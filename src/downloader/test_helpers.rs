//! Shared test helpers: a scripted extractor standing in for yt-dlp.

use async_trait::async_trait;
use std::collections::HashMap;
use std::path::PathBuf;
use std::sync::Mutex;
use std::time::Duration;
use tokio_util::sync::CancellationToken;

use super::errors::DownloadError;
use super::models::{AttemptOptions, ProgressEvent, Task};
use super::registry::TaskRegistry;
use super::traits::{Extractor, ProgressEmitter};

#[derive(Debug, Clone)]
enum Behaviour {
    /// Write `<task_id>.<ext>` and report it
    Succeed(String),
    /// Report `<task_id>.<ext>` without writing it
    Phantom(String),
    Fail(String),
    /// Block until cancelled
    Hang,
}

/// Scripted result for one format selector
#[derive(Debug, Clone)]
pub(crate) struct Outcome {
    behaviour: Behaviour,
    hold: Option<Duration>,
}

impl Outcome {
    pub(crate) fn succeed(ext: &str) -> Self {
        Self {
            behaviour: Behaviour::Succeed(ext.to_string()),
            hold: None,
        }
    }

    pub(crate) fn phantom(ext: &str) -> Self {
        Self {
            behaviour: Behaviour::Phantom(ext.to_string()),
            hold: None,
        }
    }

    pub(crate) fn fail(message: &str) -> Self {
        Self {
            behaviour: Behaviour::Fail(message.to_string()),
            hold: None,
        }
    }

    pub(crate) fn hang() -> Self {
        Self {
            behaviour: Behaviour::Hang,
            hold: None,
        }
    }

    /// Pause after the "finished" event so tests can observe `processing`
    pub(crate) fn hold_after_progress(mut self, hold: Duration) -> Self {
        self.hold = Some(hold);
        self
    }
}

/// Extractor whose result per format selector is fixed up front.
/// Unscripted selectors fail.
#[derive(Default)]
pub(crate) struct ScriptedExtractor {
    script: HashMap<String, Outcome>,
    calls: Mutex<Vec<String>>,
    attempts: Mutex<Vec<AttemptOptions>>,
}

impl ScriptedExtractor {
    pub(crate) fn new() -> Self {
        Self::default()
    }

    pub(crate) fn on(mut self, format: &str, outcome: Outcome) -> Self {
        self.script.insert(format.to_string(), outcome);
        self
    }

    /// Format selectors requested so far, in order
    pub(crate) fn calls(&self) -> Vec<String> {
        self.calls.lock().unwrap().clone()
    }

    /// Options of every attempt, in order
    pub(crate) fn attempts(&self) -> Vec<AttemptOptions> {
        self.attempts.lock().unwrap().clone()
    }

    pub(crate) fn last_options(&self) -> Option<AttemptOptions> {
        self.attempts.lock().unwrap().last().cloned()
    }
}

#[async_trait]
impl Extractor for ScriptedExtractor {
    fn name(&self) -> &'static str {
        "scripted"
    }

    async fn fetch(
        &self,
        _url: &str,
        options: &AttemptOptions,
        progress: &ProgressEmitter,
        cancel: &CancellationToken,
    ) -> Result<PathBuf, DownloadError> {
        self.calls.lock().unwrap().push(options.format.clone());
        self.attempts.lock().unwrap().push(options.clone());

        let Some(outcome) = self.script.get(&options.format).cloned() else {
            return Err(DownloadError::ExternalLibrary(format!(
                "ERROR: no script for {}",
                options.format
            )));
        };

        let ext = match &outcome.behaviour {
            Behaviour::Fail(message) => {
                return Err(DownloadError::ExternalLibrary(message.clone()))
            }
            Behaviour::Hang => {
                cancel.cancelled().await;
                return Err(DownloadError::Cancelled);
            }
            Behaviour::Succeed(ext) | Behaviour::Phantom(ext) => ext.clone(),
        };

        for downloaded in [256u64, 512] {
            progress.emit(ProgressEvent::Downloading {
                downloaded_bytes: downloaded,
                total_bytes: Some(1024),
            });
        }
        progress.emit(ProgressEvent::Finished);

        if let Some(hold) = outcome.hold {
            tokio::select! {
                _ = tokio::time::sleep(hold) => {}
                _ = cancel.cancelled() => return Err(DownloadError::Cancelled),
            }
        }

        let path = PathBuf::from(options.output_template.replace("%(ext)s", &ext));
        if matches!(outcome.behaviour, Behaviour::Succeed(_)) {
            tokio::fs::write(&path, b"media").await?;
        }
        Ok(path)
    }
}

/// Poll the registry until the task is completed or errored
pub(crate) async fn wait_for_terminal(registry: &TaskRegistry, id: &str) -> Task {
    let deadline = tokio::time::Instant::now() + Duration::from_secs(5);
    loop {
        let task = registry.get(id).expect("task should exist");
        if task.status.is_terminal() {
            return task;
        }
        assert!(
            tokio::time::Instant::now() < deadline,
            "task {} did not finish, last state {:?}",
            id,
            task
        );
        tokio::time::sleep(Duration::from_millis(10)).await;
    }
}
pub mod api;
pub mod config;
pub mod downloader;
pub mod ytdlp;

use anyhow::Context;
use std::sync::Arc;
use std::time::Duration;

use config::Config;
use downloader::{Downloader, TaskRegistry};
use ytdlp::YtDlp;

/// How often finished tasks are checked against the retention window
const SWEEP_INTERVAL: Duration = Duration::from_secs(60);

/// Start the service and block until a shutdown signal arrives.
pub async fn run(config: Config) -> anyhow::Result<()> {
    tokio::fs::create_dir_all(&config.download_dir)
        .await
        .with_context(|| {
            format!(
                "cannot create download directory {}",
                config.download_dir.display()
            )
        })?;

    let cookie_file = config.resolve_cookies();

    let ytdlp = YtDlp::new(config.ytdlp_bin.clone());
    match ytdlp.version().await {
        Some(version) => tracing::info!(binary = ytdlp.binary(), %version, "found yt-dlp"),
        None => tracing::warn!(
            binary = ytdlp.binary(),
            "yt-dlp is not runnable, downloads will fail until it is installed"
        ),
    }

    let registry = TaskRegistry::new();
    let downloader = Downloader::new(
        Arc::new(ytdlp),
        registry.clone(),
        config.download_settings(cookie_file),
    );

    let sweeper = config
        .task_retention()
        .map(|retention| registry.spawn_sweeper(retention, SWEEP_INTERVAL.min(retention)));

    api::start_api_server(downloader.clone(), config.bind, shutdown_signal())
        .await
        .with_context(|| format!("API server on {} failed", config.bind))?;

    tracing::info!(running = downloader.running(), "cancelling running downloads");
    downloader.shutdown().await;
    if let Some(sweeper) = sweeper {
        let _ = sweeper.await;
    }
    Ok(())
}

async fn shutdown_signal() {
    let ctrl_c = async {
        if let Err(e) = tokio::signal::ctrl_c().await {
            tracing::error!("failed to listen for Ctrl-C: {}", e);
            std::future::pending::<()>().await;
        }
    };

    #[cfg(unix)]
    let terminate = async {
        match tokio::signal::unix::signal(tokio::signal::unix::SignalKind::terminate()) {
            Ok(mut signal) => {
                signal.recv().await;
            }
            Err(e) => {
                tracing::error!("failed to listen for SIGTERM: {}", e);
                std::future::pending::<()>().await;
            }
        }
    };

    #[cfg(not(unix))]
    let terminate = std::future::pending::<()>();

    tokio::select! {
        _ = ctrl_c => {},
        _ = terminate => {},
    }
    tracing::info!("shutdown signal received");
}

#### [Problem to solve]
Nothing but the complete listing, repeated exactly, belongs in the answer.

#### [Output of the exercise]
filename src/downloader/test_helpers.rs
//! Shared test helpers: a scripted extractor standing in for yt-dlp.

use async_trait::async_trait;
use std::collections::HashMap;
use std::path::PathBuf;
use std::sync::Mutex;
use std::time::Duration;
use tokio_util::sync::CancellationToken;

use super::errors::DownloadError;
use super::models::{AttemptOptions, ProgressEvent, Task};
use super::registry::TaskRegistry;
use super::traits::{Extractor, ProgressEmitter};

#[derive(Debug, Clone)]
enum Behaviour {
    /// Write `<task_id>.<ext>` and report it
    Succeed(String),
    /// Report `<task_id>.<ext>` without writing it
    Phantom(String),
    Fail(String),
    /// Block until cancelled
    Hang,
}

/// Scripted result for one format selector
#[derive(Debug, Clone)]
pub(crate) struct Outcome {
    behaviour: Behaviour,
    hold: Option<Duration>,
}

impl Outcome {
    pub(crate) fn succeed(ext: &str) -> Self {
        Self {
            behaviour: Behaviour::Succeed(ext.to_string()),
            hold: None,
        }
    }

    pub(crate) fn phantom(ext: &str) -> Self {
        Self {
            behaviour: Behaviour::Phantom(ext.to_string()),
            hold: None,
        }
    }

    pub(crate) fn fail(message: &str) -> Self {
        Self {
            behaviour: Behaviour::Fail(message.to_string()),
            hold: None,
        }
    }

    pub(crate) fn hang() -> Self {
        Self {
            behaviour: Behaviour::Hang,
            hold: None,
        }
    }

    /// Pause after the "finished" event so tests can observe `processing`
    pub(crate) fn hold_after_progress(mut self, hold: Duration) -> Self {
        self.hold = Some(hold);
        self
    }
}

/// Extractor whose result per format selector is fixed up front.
/// Unscripted selectors fail.
#[derive(Default)]
pub(crate) struct ScriptedExtractor {
    script: HashMap<String, Outcome>,
    calls: Mutex<Vec<String>>,
    attempts: Mutex<Vec<AttemptOptions>>,
}

impl ScriptedExtractor {
    pub(crate) fn new() -> Self {
        Self::default()
    }

    pub(crate) fn on(mut self, format: &str, outcome: Outcome) -> Self {
        self.script.insert(format.to_string(), outcome);
        self
    }

    /// Format selectors requested so far, in order
    pub(crate) fn calls(&self) -> Vec<String> {
        self.calls.lock().unwrap().clone()
    }

    /// Options of every attempt, in order
    pub(crate) fn attempts(&self) -> Vec<AttemptOptions> {
        self.attempts.lock().unwrap().clone()
    }

    pub(crate) fn last_options(&self) -> Option<AttemptOptions> {
        self.attempts.lock().unwrap().last().cloned()
    }
}

#[async_trait]
impl Extractor for ScriptedExtractor {
    fn name(&self) -> &'static str {
        "scripted"
    }

    async fn fetch(
        &self,
        _url: &str,
        options: &AttemptOptions,
        progress: &ProgressEmitter,
        cancel: &CancellationToken,
    ) -> Result<PathBuf, DownloadError> {
        self.calls.lock().unwrap().push(options.format.clone());
        self.attempts.lock().unwrap().push(options.clone());

        let Some(outcome) = self.script.get(&options.format).cloned() else {
            return Err(DownloadError::ExternalLibrary(format!(
                "ERROR: no script for {}",
                options.format
            )));
        };

        let ext = match &outcome.behaviour {
            Behaviour::Fail(message) => {
                return Err(DownloadError::ExternalLibrary(message.clone()))
            }
            Behaviour::Hang => {
                cancel.cancelled().await;
                return Err(DownloadError::Cancelled);
            }
            Behaviour::Succeed(ext) | Behaviour::Phantom(ext) => ext.clone(),
        };

        for downloaded in [256u64, 512] {
            progress.emit(ProgressEvent::Downloading {
                downloaded_bytes: downloaded,
                total_bytes: Some(1024),
            });
        }
        progress.emit(ProgressEvent::Finished);

        if let Some(hold) = outcome.hold {
            tokio::select! {
                _ = tokio::time::sleep(hold) => {}
                _ = cancel.cancelled() => return Err(DownloadError::Cancelled),
            }
        }

        let path = PathBuf::from(options.output_template.replace("%(ext)s", &ext));
        if matches!(outcome.behaviour, Behaviour::Succeed(_)) {
            tokio::fs::write(&path, b"media").await?;
        }
        Ok(path)
    }
}

/// Poll the registry until the task is completed or errored
pub(crate) async fn wait_for_terminal(registry: &TaskRegistry, id: &str) -> Task {
    let deadline = tokio::time::Instant::now() + Duration::from_secs(5);
    loop {
        let task = registry.get(id).expect("task should exist");
        if task.status.is_terminal() {
            return task;
        }
        assert!(
            tokio::time::Instant::now() < deadline,
            "task {} did not finish, last state {:?}",
            id,
            task
        );
        tokio::time::sleep(Duration::from_millis(10)).await;
    }
}
pub mod api;
pub mod config;
pub mod downloader;
pub mod ytdlp;

use anyhow::Context;
use std::sync::Arc;
use std::time::Duration;

use config::Config;
use downloader::{Downloader, TaskRegistry};
use ytdlp::YtDlp;

/// How often finished tasks are checked against the retention window
const SWEEP_INTERVAL: Duration = Duration::from_secs(60);

/// Start the service and block until a shutdown signal arrives.
pub async fn run(config: Config) -> anyhow::Result<()> {
    tokio::fs::create_dir_all(&config.download_dir)
        .await
        .with_context(|| {
            format!(
                "cannot create download directory {}",
                config.download_dir.display()
            )
        })?;

    let cookie_file = config.resolve_cookies();

    let ytdlp = YtDlp::new(config.ytdlp_bin.clone());
    match ytdlp.version().await {
        Some(version) => tracing::info!(binary = ytdlp.binary(), %version, "found yt-dlp"),
        None => tracing::warn!(
            binary = ytdlp.binary(),
            "yt-dlp is not runnable, downloads will fail until it is installed"
        ),
    }

    let registry = TaskRegistry::new();
    let downloader = Downloader::new(
        Arc::new(ytdlp),
        registry.clone(),
        config.download_settings(cookie_file),
    );

    let sweeper = config
        .task_retention()
        .map(|retention| registry.spawn_sweeper(retention, SWEEP_INTERVAL.min(retention)));

    api::start_api_server(downloader.clone(), config.bind, shutdown_signal())
        .await
        .with_context(|| format!("API server on {} failed", config.bind))?;

    tracing::info!(running = downloader.running(), "cancelling running downloads");
    downloader.shutdown().await;
    if let Some(sweeper) = sweeper {
        let _ = sweeper.await;
    }
    Ok(())
}

async fn shutdown_signal() {
    let ctrl_c = async {
        if let Err(e) = tokio::signal::ctrl_c().await {
            tracing::error!("failed to listen for Ctrl-C: {}", e);
            std::future::pending::<()>().await;
        }
    };

    #[cfg(unix)]
    let terminate = async {
        match tokio::signal::unix::signal(tokio::signal::unix::SignalKind::terminate()) {
            Ok(mut signal) => {
                signal.recv().await;
            }
            Err(e) => {
                tracing::error!("failed to listen for SIGTERM: {}", e);
                std::future::pending::<()>().await;
            }
        }
    };

    #[cfg(not(unix))]
    let terminate = std::future::pending::<()>();

    tokio::select! {
        _ = ctrl_c => {},
        _ = terminate => {},
    }
    tracing::info!("shutdown signal received");
}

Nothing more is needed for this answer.